Records to use.
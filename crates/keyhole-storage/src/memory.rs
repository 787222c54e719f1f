use async_trait::async_trait;
use keyhole_core::record::join_short_url;
use keyhole_core::{
    BatchRequest, BatchResponse, Repository, ResolvedUrl, Result, ServiceStats, SoftDelete,
    StorageError, UrlRecord, UserUrl,
};
use std::collections::HashSet;
use std::sync::Arc;
use tokio::sync::RwLock;

/// In-memory implementation of the repository contract.
///
/// Records live in an append-only slice behind a read-write lock: reads
/// take the read lock, writes take the write lock, and a batch appends
/// under one held write lock so a reader never observes part of it.
/// Fastest backend, volatile.
#[derive(Debug, Clone, Default)]
pub struct InMemoryRepository {
    records: Arc<RwLock<Vec<UrlRecord>>>,
}

impl InMemoryRepository {
    /// Creates an empty in-memory repository.
    pub fn new() -> Self {
        Self::default()
    }
}

/// Scans for an existing `(user_id, original_url)` pair and returns its
/// short code. Realizes the idempotent duplicate-insert policy shared by
/// all backends.
fn find_existing(records: &[UrlRecord], original_url: &str, user_id: i64) -> Option<String> {
    records
        .iter()
        .find(|r| r.user_id == user_id && r.original_url == original_url)
        .map(|r| r.short_code.clone())
}

pub(crate) fn batch_records(
    codes: &[BatchResponse],
    urls: &[BatchRequest],
    user_id: i64,
) -> Result<Vec<UrlRecord>> {
    if codes.len() != urls.len() {
        return Err(StorageError::InvalidData(format!(
            "batch length mismatch: {} codes for {} urls",
            codes.len(),
            urls.len()
        )));
    }

    Ok(codes
        .iter()
        .zip(urls)
        .map(|(code, url)| UrlRecord {
            short_code: code.short_code.clone(),
            original_url: url.original_url.clone(),
            user_id,
            deleted: false,
        })
        .collect())
}

/// Rejects a batch containing a `(user_id, original_url)` pair that
/// already exists, either in the store or earlier in the same batch.
pub(crate) fn check_batch_conflicts(
    existing: &[UrlRecord],
    batch: &[UrlRecord],
) -> Result<()> {
    for (idx, record) in batch.iter().enumerate() {
        let earlier = &batch[..idx];
        let found = find_existing(existing, &record.original_url, record.user_id)
            .or_else(|| find_existing(earlier, &record.original_url, record.user_id));
        if let Some(existing_code) = found {
            return Err(StorageError::Conflict { existing_code });
        }
    }
    Ok(())
}

#[async_trait]
impl SoftDelete for InMemoryRepository {
    async fn mark_deleted(&self, code: &str, user_id: i64) -> Result<u64> {
        let mut records = self.records.write().await;
        match records
            .iter_mut()
            .find(|r| r.short_code == code && r.user_id == user_id)
        {
            Some(record) => {
                record.deleted = true;
                Ok(1)
            }
            None => Ok(0),
        }
    }
}

#[async_trait]
impl Repository for InMemoryRepository {
    async fn get_url(&self, code: &str) -> Result<Option<ResolvedUrl>> {
        let records = self.records.read().await;
        Ok(records.iter().find(|r| r.short_code == code).map(|r| {
            ResolvedUrl {
                original_url: r.original_url.clone(),
                deleted: r.deleted,
            }
        }))
    }

    async fn add_url(&self, code: &str, original_url: &str, user_id: i64) -> Result<()> {
        let mut records = self.records.write().await;

        if let Some(existing_code) = find_existing(&records, original_url, user_id) {
            return Err(StorageError::Conflict { existing_code });
        }

        records.push(UrlRecord {
            short_code: code.to_string(),
            original_url: original_url.to_string(),
            user_id,
            deleted: false,
        });
        Ok(())
    }

    async fn add_batch(
        &self,
        codes: &[BatchResponse],
        urls: &[BatchRequest],
        user_id: i64,
    ) -> Result<()> {
        let batch = batch_records(codes, urls, user_id)?;

        let mut records = self.records.write().await;
        check_batch_conflicts(&records, &batch)?;
        records.extend(batch);
        Ok(())
    }

    async fn user_urls(&self, base_url: &str, user_id: i64) -> Result<Vec<UserUrl>> {
        let records = self.records.read().await;
        Ok(records
            .iter()
            .filter(|r| r.user_id == user_id)
            .map(|r| UserUrl {
                short_url: join_short_url(base_url, &r.short_code),
                original_url: r.original_url.clone(),
            })
            .collect())
    }

    async fn delete_user_urls(&self, codes: Vec<String>, user_id: i64) -> Result<()> {
        let requests = codes
            .into_iter()
            .map(|short_code| keyhole_deleter::DeleteRequest {
                short_code,
                user_id,
            })
            .collect();

        let (_cancel_tx, cancel_rx) = keyhole_deleter::cancel_pair();
        keyhole_deleter::run(self.clone(), requests, cancel_rx).await;
        Ok(())
    }

    async fn stats(&self) -> Result<ServiceStats> {
        let records = self.records.read().await;
        let users = records
            .iter()
            .map(|r| r.user_id)
            .collect::<HashSet<_>>()
            .len() as u64;
        Ok(ServiceStats {
            urls: records.len() as u64,
            users,
        })
    }

    async fn ping(&self) -> Result<()> {
        Ok(())
    }

    async fn close(&self) -> Result<()> {
        Ok(())
    }
}

#[cfg(test)]
mod tests {
    use super::*;
    use keyhole_generator::{Generator, RandomGenerator};

    fn batch_response(correlation_id: &str, code: &str) -> BatchResponse {
        BatchResponse {
            correlation_id: correlation_id.to_string(),
            short_url: join_short_url("http://localhost:8080", code),
            short_code: code.to_string(),
        }
    }

    fn batch_request(correlation_id: &str, url: &str) -> BatchRequest {
        BatchRequest {
            correlation_id: correlation_id.to_string(),
            original_url: url.to_string(),
        }
    }

    #[tokio::test]
    async fn round_trip() {
        let repo = InMemoryRepository::new();
        let code = RandomGenerator::new().generate();

        repo.add_url(&code, "https://example.com", 1).await.unwrap();

        let resolved = repo.get_url(&code).await.unwrap().unwrap();
        assert_eq!(resolved.original_url, "https://example.com");
        assert!(!resolved.deleted);
    }

    #[tokio::test]
    async fn get_nonexistent() {
        let repo = InMemoryRepository::new();
        assert!(repo.get_url("nope42").await.unwrap().is_none());
    }

    #[tokio::test]
    async fn duplicate_insert_returns_existing_code() {
        let repo = InMemoryRepository::new();

        repo.add_url("first1", "https://example.com", 1)
            .await
            .unwrap();

        let err = repo
            .add_url("second", "https://example.com", 1)
            .await
            .unwrap_err();

        match err {
            StorageError::Conflict { existing_code } => assert_eq!(existing_code, "first1"),
            other => panic!("expected conflict, got {other:?}"),
        }
    }

    #[tokio::test]
    async fn same_url_different_owner_is_not_a_conflict() {
        let repo = InMemoryRepository::new();

        repo.add_url("aaa111", "https://example.com", 1)
            .await
            .unwrap();
        repo.add_url("bbb222", "https://example.com", 2)
            .await
            .unwrap();

        assert_eq!(repo.stats().await.unwrap().urls, 2);
    }

    #[tokio::test]
    async fn listing_is_owner_scoped() {
        let repo = InMemoryRepository::new();

        repo.add_url("aaa111", "https://a.example", 1).await.unwrap();
        repo.add_url("bbb222", "https://b.example", 2).await.unwrap();

        let urls = repo.user_urls("http://localhost:8080", 1).await.unwrap();
        assert_eq!(urls.len(), 1);
        assert_eq!(urls[0].short_url, "http://localhost:8080/aaa111");
        assert_eq!(urls[0].original_url, "https://a.example");
    }

    #[tokio::test]
    async fn listing_includes_deleted_records() {
        let repo = InMemoryRepository::new();

        repo.add_url("aaa111", "https://a.example", 1).await.unwrap();
        repo.delete_user_urls(vec!["aaa111".to_string()], 1)
            .await
            .unwrap();

        let urls = repo.user_urls("http://localhost:8080", 1).await.unwrap();
        assert_eq!(urls.len(), 1);
    }

    #[tokio::test]
    async fn delete_is_scoped_to_the_owner() {
        let repo = InMemoryRepository::new();

        repo.add_url("shared", "https://a.example", 1).await.unwrap();
        repo.add_url("other9", "https://b.example", 2).await.unwrap();

        // User 2 naming user 1's code must be a no-op.
        repo.delete_user_urls(vec!["shared".to_string()], 2)
            .await
            .unwrap();
        assert!(!repo.get_url("shared").await.unwrap().unwrap().deleted);

        repo.delete_user_urls(vec!["shared".to_string()], 1)
            .await
            .unwrap();
        assert!(repo.get_url("shared").await.unwrap().unwrap().deleted);
    }

    #[tokio::test]
    async fn bulk_delete_flags_every_matching_record() {
        let repo = InMemoryRepository::new();
        let codes: Vec<String> = (0..25).map(|i| format!("code{i:02}")).collect();

        for (i, code) in codes.iter().enumerate() {
            repo.add_url(code, &format!("https://example.com/{i}"), 7)
                .await
                .unwrap();
        }

        repo.delete_user_urls(codes.clone(), 7).await.unwrap();

        for code in &codes {
            assert!(repo.get_url(code).await.unwrap().unwrap().deleted);
        }
    }

    #[tokio::test]
    async fn stats_count_urls_and_distinct_users() {
        let repo = InMemoryRepository::new();

        repo.add_url("aaa111", "https://a.example", 1).await.unwrap();
        repo.add_url("bbb222", "https://b.example", 1).await.unwrap();
        repo.add_url("ccc333", "https://c.example", 2).await.unwrap();

        let stats = repo.stats().await.unwrap();
        assert_eq!(stats.urls, 3);
        assert_eq!(stats.users, 2);
    }

    #[tokio::test]
    async fn stats_include_deleted_records() {
        let repo = InMemoryRepository::new();

        repo.add_url("aaa111", "https://a.example", 1).await.unwrap();
        repo.delete_user_urls(vec!["aaa111".to_string()], 1)
            .await
            .unwrap();

        let stats = repo.stats().await.unwrap();
        assert_eq!(stats.urls, 1);
        assert_eq!(stats.users, 1);
    }

    #[tokio::test]
    async fn batch_insert_preserves_order_and_pairing() {
        let repo = InMemoryRepository::new();

        let codes = vec![batch_response("1", "aaa111"), batch_response("2", "bbb222")];
        let urls = vec![
            batch_request("1", "https://a.example"),
            batch_request("2", "https://b.example"),
        ];

        repo.add_batch(&codes, &urls, 5).await.unwrap();

        let resolved = repo.get_url("bbb222").await.unwrap().unwrap();
        assert_eq!(resolved.original_url, "https://b.example");

        let listed = repo.user_urls("http://localhost:8080", 5).await.unwrap();
        assert_eq!(listed.len(), 2);
        assert_eq!(listed[0].original_url, "https://a.example");
        assert_eq!(listed[1].original_url, "https://b.example");
    }

    #[tokio::test]
    async fn conflicting_batch_is_not_applied_at_all() {
        let repo = InMemoryRepository::new();
        repo.add_url("aaa111", "https://a.example", 5).await.unwrap();

        let codes = vec![batch_response("1", "bbb222"), batch_response("2", "ccc333")];
        let urls = vec![
            batch_request("1", "https://new.example"),
            batch_request("2", "https://a.example"),
        ];

        let err = repo.add_batch(&codes, &urls, 5).await.unwrap_err();
        assert!(matches!(err, StorageError::Conflict { .. }));

        // Nothing from the failed batch is visible.
        assert!(repo.get_url("bbb222").await.unwrap().is_none());
        assert_eq!(repo.stats().await.unwrap().urls, 1);
    }

    #[tokio::test]
    async fn mismatched_batch_lengths_are_rejected() {
        let repo = InMemoryRepository::new();

        let codes = vec![batch_response("1", "aaa111")];
        let urls = vec![
            batch_request("1", "https://a.example"),
            batch_request("2", "https://b.example"),
        ];

        let err = repo.add_batch(&codes, &urls, 5).await.unwrap_err();
        assert!(matches!(err, StorageError::InvalidData(_)));
    }

    #[tokio::test]
    async fn concurrent_writers_lose_no_updates() {
        let repo = InMemoryRepository::new();
        let mut handles = Vec::new();

        for i in 0..32i64 {
            let repo = repo.clone();
            handles.push(tokio::spawn(async move {
                repo.add_url(
                    &format!("code{i:03}"),
                    &format!("https://example.com/{i}"),
                    i,
                )
                .await
                .unwrap();
            }));
        }

        for handle in handles {
            handle.await.unwrap();
        }

        let stats = repo.stats().await.unwrap();
        assert_eq!(stats.urls, 32);
        assert_eq!(stats.users, 32);
    }

    #[tokio::test]
    async fn ping_and_close() {
        let repo = InMemoryRepository::new();
        repo.ping().await.unwrap();
        repo.close().await.unwrap();
    }
}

Task item. Show every line of the data that includes the string "listed".

Output for this exercise.
        let listed = repo.user_urls("http://localhost:8080", 5).await.unwrap();
        assert_eq!(listed.len(), 2);
        assert_eq!(listed[0].original_url, "https://a.example");
        assert_eq!(listed[1].original_url, "https://b.example");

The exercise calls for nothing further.